Também aqui nas beiras a vida era difícil...mas as pessoas esquecem facilmente...
Obrigada pelas tuas palavras fraternas. Abraço, WB
 
Está tão bem escrito que até me imaginei a passear por essa quinta. E como em pequena passava os fins de semana no campo, acrescentei ao teu cenário os cheiros, o calor, os sons.
Um beijo e bom fim de semana.
 
então e o primeiro amor? nunca mais lá chegamos? ;)
 
Palavras para quê?
Sente-se, como se fossemos nós a viver a recordação.
Antonio
 
Pois é amigo Fernando, encantado por ver um pouco da tua nudez (é metáfora) e a vontade com que a partilhas. Provavelmente, estaremos separados na vida por uma década mas, engraçado ou curioso, é que os caminhos que traças e descreves, as vivências e os costumes que retratas são-me familiares e estão cruzados. O tanque e as vacas, incluídos. O leite bebido em púcaros e muitas coisas mais que vais contar e faço questão de continuar a acompanhar.
Divinal.

Vê-mo-nos por aqui se não for antes. Um abraço e bom fim de semana.
 
Não, meu caro Fernando, não te fiques por aí.
Diz TUDO !
Deixa jorrar a verdade do teu coração.
É preciso e urgente que os mais experientes, por via da idade, passem às gerações seguintes o seu conhecimento para que os jovens de hoje não se deixem levar em cantigas fascizantes como as do Bagão, do Portas e companhia!
É bom que se saiba porque razão muitos chamam "salazarista" ao discurso da direita retrógrada que pretende fazer recuar este país para as trevas do pré vinte e cinco de Abril.

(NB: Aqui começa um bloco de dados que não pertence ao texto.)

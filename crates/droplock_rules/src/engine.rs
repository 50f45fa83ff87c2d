//! # Classification & Suppression Engine
//!
//! One pass over every monster. For each occupied regular slot whose item
//! has a policy, the slot is kept when the monster is exempt or its tier is
//! allowed, and emptied otherwise. MVP reward slots are only looked at on
//! MVP-tier monsters and only answer to `allow_mvp`.
//!
//! ## Aggregate Ceiling
//!
//! When a suppressed item is blocked on every tier, its `max_chance` is
//! zeroed too. The monster's entry in the item's drop-source list is zeroed
//! on every regular suppression. MVP slots touch neither.
//!
//! ## Idempotence
//!
//! Emptied slots are skipped on the next pass, so applying twice without a
//! reload in between changes nothing.

use droplock_core::{DropSlot, ItemDatabase, MobId, MobRecord, MonsterDatabase};
use tracing::{debug, info};

use crate::policy::PolicyTable;

/// Monster classification for drop rules.
#[derive(Clone, Copy, Debug, PartialEq, Eq, Hash)]
pub enum MobTier {
    /// Neither boss nor MVP.
    Normal,
    /// Boss mode bit set, no MVP experience.
    Boss,
    /// Positive MVP experience.
    Mvp,
}

impl MobTier {
    /// Derives the tier from the current monster record.
    #[inline]
    #[must_use]
    pub const fn of(mob: &MobRecord) -> Self {
        if mob.mvp_exp > 0 {
            Self::Mvp
        } else if mob.is_boss() {
            Self::Boss
        } else {
            Self::Normal
        }
    }
}

/// What one pass changed.
#[derive(Clone, Copy, Debug, Default, PartialEq, Eq)]
pub struct SuppressionReport {
    /// Monsters visited.
    pub mobs_scanned: usize,
    /// Regular slots emptied.
    pub drops_suppressed: usize,
    /// MVP reward slots emptied.
    pub mvp_drops_suppressed: usize,
    /// Item ceilings set to zero.
    pub ceilings_zeroed: usize,
}

impl SuppressionReport {
    /// Total slots emptied.
    #[must_use]
    pub const fn total_suppressed(&self) -> usize {
        self.drops_suppressed + self.mvp_drops_suppressed
    }
}

/// Applies `table` to every loot table in `mobs`.
pub fn apply(
    table: &PolicyTable,
    items: &mut impl ItemDatabase,
    mobs: &mut impl MonsterDatabase,
) -> SuppressionReport {
    let mut report = SuppressionReport::default();

    for mob in mobs.mobs_mut() {
        report.mobs_scanned += 1;
        let tier = MobTier::of(mob);
        suppress_regular(table, items, mob.id, tier, &mut mob.drops, &mut report);
        if tier == MobTier::Mvp {
            suppress_mvp(table, mob.id, &mut mob.mvp_drops, &mut report);
        }
    }

    info!(
        "DropLock: {} drops and {} MVP drops locked across {} monsters",
        report.drops_suppressed, report.mvp_drops_suppressed, report.mobs_scanned
    );
    report
}

fn suppress_regular(
    table: &PolicyTable,
    items: &mut impl ItemDatabase,
    mob_id: MobId,
    tier: MobTier,
    slots: &mut [DropSlot],
    report: &mut SuppressionReport,
) {
    for slot in slots.iter_mut().filter(|s| !s.is_empty()) {
        let item_id = slot.item_id;
        let Some(policy) = table.lookup(item_id) else {
            continue;
        };
        if policy.permits(mob_id, tier) {
            continue;
        }

        slot.clear();
        report.drops_suppressed += 1;
        debug!(mob_id, item_id, ?tier, "drop locked");

        let Some(item) = items.item_mut(item_id) else {
            continue;
        };
        item.clear_drop_source(mob_id);
        if policy.blocks_every_tier() && item.max_chance != 0 {
            item.max_chance = 0;
            report.ceilings_zeroed += 1;
        }
    }
}

fn suppress_mvp(
    table: &PolicyTable,
    mob_id: MobId,
    slots: &mut [DropSlot],
    report: &mut SuppressionReport,
) {
    for slot in slots.iter_mut().filter(|s| !s.is_empty()) {
        let item_id = slot.item_id;
        let Some(policy) = table.lookup(item_id) else {
            continue;
        };
        if policy.permits(mob_id, MobTier::Mvp) {
            continue;
        }

        slot.clear();
        report.mvp_drops_suppressed += 1;
        debug!(mob_id, item_id, "MVP drop locked");
    }
}

#[cfg(test)]
mod tests {
    use super::*;
    use crate::policy::SuppressionPolicy;
    use droplock_core::{ItemDb, ItemRecord, MobDb, MobMode};

    const RED_POTION: u32 = 501;
    const YELLOW_GEMSTONE: u32 = 715;
    const JELLOPY: u32 = 909;

    const PORING: u32 = 1002;
    const DROPS: u32 = 1113;
    const OSIRIS: u32 = 1038;
    const MASTERING: u32 = 1090;

    fn databases() -> (ItemDb, MobDb) {
        let mut items = ItemDb::from_records([
            ItemRecord::new(RED_POTION, "Red_Potion", "Red Potion"),
            ItemRecord::new(YELLOW_GEMSTONE, "Yellow_Gemstone", "Yellow Gemstone"),
            ItemRecord::new(JELLOPY, "Jellopy", "Jellopy"),
        ])
        .unwrap();
        let mobs = MobDb::from_records([
            MobRecord::new(PORING, "PORING", "Poring")
                .with_drop(JELLOPY, 7000)
                .with_drop(RED_POTION, 700)
                .with_drop(YELLOW_GEMSTONE, 100),
            MobRecord::new(DROPS, "DROPS", "Drops")
                .with_drop(YELLOW_GEMSTONE, 300)
                .with_drop(RED_POTION, 900),
            MobRecord::new(MASTERING, "MASTERING", "Mastering")
                .with_mode(MobMode::BOSS)
                .with_drop(RED_POTION, 2000)
                .with_drop(YELLOW_GEMSTONE, 500),
            MobRecord::new(OSIRIS, "OSIRIS", "Osiris")
                .with_mode(MobMode::BOSS)
                .with_mvp_exp(4_000)
                .with_drop(RED_POTION, 5000)
                .with_drop(YELLOW_GEMSTONE, 250)
                .with_mvp_drop(RED_POTION, 5500)
                .with_mvp_drop(JELLOPY, 3000),
        ])
        .unwrap();
        items.index_drops(mobs.mobs());
        (items, mobs)
    }

    fn chance(mobs: &MobDb, mob_id: u32, item_id: u32) -> u32 {
        mobs.mob(mob_id).unwrap().drop_chance(item_id)
    }

    fn mvp_chance(mobs: &MobDb, mob_id: u32, item_id: u32) -> u32 {
        mobs.mob(mob_id)
            .unwrap()
            .mvp_drops
            .iter()
            .find(|s| s.item_id == item_id)
            .map_or(0, |s| s.chance)
    }

    #[test]
    fn test_tier_classification() {
        let (_, mobs) = databases();
        assert_eq!(MobTier::of(mobs.mob(PORING).unwrap()), MobTier::Normal);
        assert_eq!(MobTier::of(mobs.mob(MASTERING).unwrap()), MobTier::Boss);
        // MVP experience outranks the boss bit.
        assert_eq!(MobTier::of(mobs.mob(OSIRIS).unwrap()), MobTier::Mvp);
        let plain_mvp = MobRecord::new(1, "X", "").with_mvp_exp(1);
        assert_eq!(MobTier::of(&plain_mvp), MobTier::Mvp);
    }

    #[test]
    fn test_blocked_everywhere_zeroes_slots_and_ceiling() {
        let (mut items, mut mobs) = databases();
        let mut table = PolicyTable::new();
        table.insert(YELLOW_GEMSTONE, SuppressionPolicy::block_all());

        let report = apply(&table, &mut items, &mut mobs);

        for mob in mobs.mobs() {
            assert_eq!(mob.drop_chance(YELLOW_GEMSTONE), 0, "mob {}", mob.id);
        }
        let gem = items.item(YELLOW_GEMSTONE).unwrap();
        assert_eq!(gem.max_chance, 0);
        assert!(gem.drop_sources.iter().all(|s| s.chance == 0));
        assert_eq!(report.drops_suppressed, 4);
        assert_eq!(report.ceilings_zeroed, 1);
        assert_eq!(report.mobs_scanned, 4);
        // Untouched items keep their chances.
        assert_eq!(chance(&mobs, PORING, JELLOPY), 7000);
        assert_eq!(items.item(JELLOPY).unwrap().max_chance, 7000);
    }

    #[test]
    fn test_boss_allowed_scenario() {
        let (mut items, mut mobs) = databases();
        let mut table = PolicyTable::new();
        table.insert(
            RED_POTION,
            SuppressionPolicy::block_all().with_flags(false, true, false),
        );

        apply(&table, &mut items, &mut mobs);

        assert_eq!(chance(&mobs, MASTERING, RED_POTION), 2000);
        assert_eq!(chance(&mobs, PORING, RED_POTION), 0);
        assert_eq!(chance(&mobs, DROPS, RED_POTION), 0);
        assert_eq!(chance(&mobs, OSIRIS, RED_POTION), 0);
        assert_eq!(mvp_chance(&mobs, OSIRIS, RED_POTION), 0);
        // A tier still allows it, so the ceiling stays.
        assert_eq!(items.item(RED_POTION).unwrap().max_chance, 5000);
        assert_eq!(
            items.item(RED_POTION).unwrap().drop_source(PORING).unwrap().chance,
            0
        );
        assert_eq!(
            items.item(RED_POTION).unwrap().drop_source(MASTERING).unwrap().chance,
            2000
        );
    }

    #[test]
    fn test_exception_keeps_slot() {
        let (mut items, mut mobs) = databases();
        let mut table = PolicyTable::new();
        table.insert(
            YELLOW_GEMSTONE,
            SuppressionPolicy::block_all().with_exception(PORING),
        );

        apply(&table, &mut items, &mut mobs);

        assert_eq!(chance(&mobs, PORING, YELLOW_GEMSTONE), 100);
        assert_eq!(chance(&mobs, DROPS, YELLOW_GEMSTONE), 0);
        assert_eq!(chance(&mobs, MASTERING, YELLOW_GEMSTONE), 0);
        assert_eq!(chance(&mobs, OSIRIS, YELLOW_GEMSTONE), 0);
        assert_eq!(items.item(YELLOW_GEMSTONE).unwrap().max_chance, 0);
    }

    #[test]
    fn test_exception_beats_disallowed_tier_on_mvp_slots() {
        let (mut items, mut mobs) = databases();
        let mut table = PolicyTable::new();
        table.insert(JELLOPY, SuppressionPolicy::block_all().with_exception(OSIRIS));

        apply(&table, &mut items, &mut mobs);

        assert_eq!(mvp_chance(&mobs, OSIRIS, JELLOPY), 3000);
        assert_eq!(chance(&mobs, PORING, JELLOPY), 0);
    }

    #[test]
    fn test_mvp_allowed_keeps_both_tables() {
        let (mut items, mut mobs) = databases();
        let mut table = PolicyTable::new();
        table.insert(RED_POTION, SuppressionPolicy::block_all().with_flags(false, false, true));

        let report = apply(&table, &mut items, &mut mobs);

        assert_eq!(chance(&mobs, OSIRIS, RED_POTION), 5000);
        assert_eq!(mvp_chance(&mobs, OSIRIS, RED_POTION), 5500);
        assert_eq!(chance(&mobs, MASTERING, RED_POTION), 0);
        assert_eq!(report.mvp_drops_suppressed, 0);
    }

    #[test]
    fn test_mvp_slots_do_not_touch_ceiling() {
        let mut items = ItemDb::from_records([ItemRecord::new(JELLOPY, "Jellopy", "")]).unwrap();
        let mut mobs = MobDb::from_records([MobRecord::new(OSIRIS, "OSIRIS", "Osiris")
            .with_mvp_exp(4_000)
            .with_mvp_drop(JELLOPY, 3000)])
        .unwrap();
        items.index_drops(mobs.mobs());
        items.item_mut(JELLOPY).unwrap().max_chance = 1234;

        let mut table = PolicyTable::new();
        table.insert(JELLOPY, SuppressionPolicy::block_all());
        let report = apply(&table, &mut items, &mut mobs);

        assert_eq!(report.mvp_drops_suppressed, 1);
        assert_eq!(report.ceilings_zeroed, 0);
        assert_eq!(items.item(JELLOPY).unwrap().max_chance, 1234);
    }

    #[test]
    fn test_mvp_table_ignored_on_non_mvp() {
        let mut items = ItemDb::from_records([ItemRecord::new(JELLOPY, "Jellopy", "")]).unwrap();
        let mut mobs = MobDb::from_records([MobRecord::new(MASTERING, "MASTERING", "Mastering")
            .with_mode(MobMode::BOSS)
            .with_mvp_drop(JELLOPY, 3000)])
        .unwrap();

        let mut table = PolicyTable::new();
        table.insert(JELLOPY, SuppressionPolicy::block_all());
        apply(&table, &mut items, &mut mobs);

        assert_eq!(mvp_chance(&mobs, MASTERING, JELLOPY), 3000);
    }

    #[test]
    fn test_apply_is_idempotent() {
        let (mut items, mut mobs) = databases();
        let mut table = PolicyTable::new();
        table.insert(RED_POTION, SuppressionPolicy::block_all().with_flags(false, true, false));
        table.insert(YELLOW_GEMSTONE, SuppressionPolicy::block_all().with_exception(DROPS));

        apply(&table, &mut items, &mut mobs);
        let once: Vec<MobRecord> = mobs.mobs().cloned().collect();
        let second = apply(&table, &mut items, &mut mobs);
        let twice: Vec<MobRecord> = mobs.mobs().cloned().collect();

        assert_eq!(once, twice);
        assert_eq!(second.total_suppressed(), 0);
        assert_eq!(second.ceilings_zeroed, 0);
    }

    #[test]
    fn test_empty_table_changes_nothing() {
        let (mut items, mut mobs) = databases();
        let before: Vec<MobRecord> = mobs.mobs().cloned().collect();
        let report = apply(&PolicyTable::new(), &mut items, &mut mobs);
        let after: Vec<MobRecord> = mobs.mobs().cloned().collect();
        assert_eq!(before, after);
        assert_eq!(report.total_suppressed(), 0);
    }
}
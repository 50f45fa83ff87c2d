//! Hooks the drop-lock coordinator into the map server.

use droplock_rules::RuleSource;

use crate::host::{Databases, ServerPlugin};
use crate::lifecycle::DropLock;

/// The operator command that rereads the rules.
pub const RELOAD_COMMAND: &str = "reloadlockeddrops";

impl<S: RuleSource> ServerPlugin for DropLock<S> {
    fn name(&self) -> &'static str {
        "itemdroplock"
    }

    fn commands(&self) -> &'static [&'static str] {
        &[RELOAD_COMMAND]
    }

    fn on_server_online(&self, dbs: &mut Databases) {
        self.server_online(&mut dbs.items, &mut dbs.mobs);
    }

    fn on_mob_db_loaded(&self, dbs: &mut Databases) {
        self.mob_db_loaded(&mut dbs.items, &mut dbs.mobs);
    }

    fn on_item_db_reloaded(&self, dbs: &mut Databases) {
        self.item_db_reloaded(&dbs.items, &dbs.mobs);
    }

    fn on_command(&self, _command: &str, dbs: &mut Databases) -> String {
        self.reload_command(&mut dbs.items, &mut dbs.mobs)
            .ack_message()
    }

    fn on_shutdown(&self) {
        self.shutdown();
    }
}
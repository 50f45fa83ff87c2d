//! # DROPLOCK Rules
//!
//! Item drop suppression for monster loot tables.
//!
//! ## Pipeline
//!
//! ```text
//! Rule file ──> parse() ──> PolicyTable ──> apply() ──> zeroed loot slots
//!                  │                           │
//!                  ▼                           ▼
//!            diagnostics                SuppressionReport
//! ```
//!
//! ## Design Principles
//!
//! 1. **Only ever zero** - a slot is either left alone or emptied
//! 2. **Exceptions win** - an exempt monster keeps its drop whatever the tier flags say
//! 3. **Tier is derived** - computed from the monster record at apply time, never cached
//! 4. **Skip, don't fail** - unknown names and duplicates disable one entry, not the file
//!
//! ## Example
//!
//! ```rust,ignore
//! use droplock_rules::{apply, parse, FileRuleSource};
//!
//! let outcome = parse(&FileRuleSource::new("conf/itemdroplock.toml"), &items, &mobs);
//! let report = apply(&outcome.table, &mut items, &mut mobs);
//! ```

#![deny(missing_docs)]
#![deny(unsafe_code)]
#![deny(clippy::all)]
#![warn(clippy::pedantic)]
#![deny(clippy::perf)]

pub mod engine;
pub mod error;
pub mod policy;
pub mod reader;
pub mod source;

pub use engine::{apply, MobTier, SuppressionReport};
pub use error::{RuleDiagnostic, RuleSourceError, RuleSourceResult};
pub use policy::{PolicyTable, SuppressionPolicy};
pub use reader::{parse, ParseOutcome};
pub use source::{FileRuleSource, InlineRuleSource, RuleSource, DROP_BLOCK_LIST};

Nunca é demais relembrar, meu amigo.
 
Fernando,
Gosto muito da tua narrativa... os detalhes nos remete a estes anos passados e nos faz sentir a emoção que sentistes.Já desde o post anterior que estou de olhos pregados a ler-te. Já fico aqui ansiosa pela continuação.. vai, não nos faça esperar!
beijos grandes,
 
Estou a gostar cada vez mais deste blog! E a música é um espanto! A propósito, como é que isso se faz?
Quanto ao poema que ficou como "comentário" ao meu, acho que ficaria muito melhor aqui... Um abraço, companheiro!